## [What you should do]
Only lines with the string "expected" are wanted. Pull them out of the data.

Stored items
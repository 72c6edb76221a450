use super::*;

fn damped(k: f64) -> SmoothScroll {
    SmoothScroll::new(
        SmoothScrollConfig {
            integration: Integration::Damped { k },
            ..SmoothScrollConfig::default()
        },
        4000.0,
    )
}

#[test]
fn damped_integration_is_frame_rate_independent() {
    let mut a = damped(8.0);
    let mut b = damped(8.0);

    a.tick(1000.0, 1.0 / 60.0);
    b.tick(1000.0, 1.0 / 120.0);
    b.tick(0.0, 1.0 / 120.0);

    assert!((a.offset() - b.offset()).abs() < 1e-9);
    let expected = 1000.0 * (1.0 - (-8.0f64 / 60.0).exp());
    assert!((a.offset() - expected).abs() < 1e-9);
}

#[test]
fn damped_integration_settles_on_target() {
    let mut s = damped(12.0);
    s.tick(500.0, 1.0 / 60.0);
    for _ in 0..600 {
        s.tick(0.0, 1.0 / 60.0);
    }
    assert_eq!(s.offset(), 500.0);
    assert!(s.is_settled());
}

#[test]
fn eased_glide_reaches_target_after_duration() {
    let mut s = SmoothScroll::new(SmoothScrollConfig::default(), 4000.0);
    s.push(ScrollInput::Wheel(600.0));
    let delta = s.take_pending();
    let first = s.tick(delta, 0.1);
    assert!(first > 0.0 && first < 600.0);

    let mut last = first;
    for _ in 0..13 {
        let v = s.tick(0.0, 0.1);
        assert!(v >= last);
        last = v;
    }
    assert_eq!(s.offset(), 600.0);
    assert!(s.is_settled());
    assert_eq!(s.state().velocity, 0.0);
}

#[test]
fn input_outside_extent_is_clamped_silently() {
    let mut s = damped(1000.0);
    s.tick(-250.0, 1.0);
    assert_eq!(s.offset(), 0.0);
    s.tick(1e9, 1.0);
    assert_eq!(s.state().raw_offset, 4000.0);
    assert!(s.offset() <= 4000.0);

    s.push(ScrollInput::Scrollbar(9000.0));
    let d = s.take_pending();
    s.tick(d, 1.0);
    assert_eq!(s.state().raw_offset, 4000.0);
}

#[test]
fn touch_input_uses_its_multiplier() {
    let mut s = damped(10.0);
    s.push(ScrollInput::Touch(10.0));
    s.push(ScrollInput::Wheel(5.0));
    assert_eq!(s.take_pending(), 25.0);
    assert_eq!(s.take_pending(), 0.0);
}

#[test]
fn bad_dt_counts_as_zero() {
    let mut s = damped(10.0);
    s.tick(100.0, f64::NAN);
    assert_eq!(s.offset(), 0.0);
    s.tick(0.0, -1.0);
    assert_eq!(s.offset(), 0.0);
    assert_eq!(s.state().raw_offset, 100.0);
}

#[test]
fn raf_derives_dt_from_the_frame_clock() {
    let mut s = damped(8.0);
    s.push(ScrollInput::Wheel(1000.0));
    assert_eq!(s.raf(10.0), 0.0);
    let v = s.raf(10.0 + 1.0 / 60.0);
    let expected = 1000.0 * (1.0 - (-8.0f64 * (1.0 / 60.0)).exp());
    assert!((v - expected).abs() < 1e-6);
}

#[test]
fn scroll_to_immediate_jumps() {
    let mut s = SmoothScroll::new(SmoothScrollConfig::default(), 2000.0);
    s.scroll_to(1500.0, true);
    assert_eq!(s.offset(), 1500.0);
    assert!(s.is_settled());
}

#[test]
fn disposed_driver_ignores_input_and_stops_integrating() {
    let mut s = damped(8.0);
    s.tick(300.0, 1.0 / 60.0);
    let frozen = s.offset();
    s.dispose();
    s.push(ScrollInput::Wheel(100.0));
    assert_eq!(s.take_pending(), 0.0);
    assert_eq!(s.tick(500.0, 1.0), frozen);
    s.scroll_to(0.0, true);
    assert_eq!(s.offset(), frozen);
}

#[test]
fn shrinking_extent_reclamps_offsets() {
    let mut s = damped(8.0);
    s.scroll_to(3000.0, true);
    s.set_extent(1000.0);
    assert_eq!(s.offset(), 1000.0);
    assert_eq!(s.state().raw_offset, 1000.0);
}

#[test]
fn config_validation() {
    assert!(SmoothScrollConfig::default().validate().is_ok());
    let bad = SmoothScrollConfig {
        integration: Integration::Damped { k: 0.0 },
        ..SmoothScrollConfig::default()
    };
    assert!(bad.validate().is_err());
}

## [Response box]
    let expected = 1000.0 * (1.0 - (-8.0f64 / 60.0).exp());
    assert!((a.offset() - expected).abs() < 1e-9);
    let expected = 1000.0 * (1.0 - (-8.0f64 * (1.0 / 60.0)).exp());
    assert!((v - expected).abs() < 1e-6);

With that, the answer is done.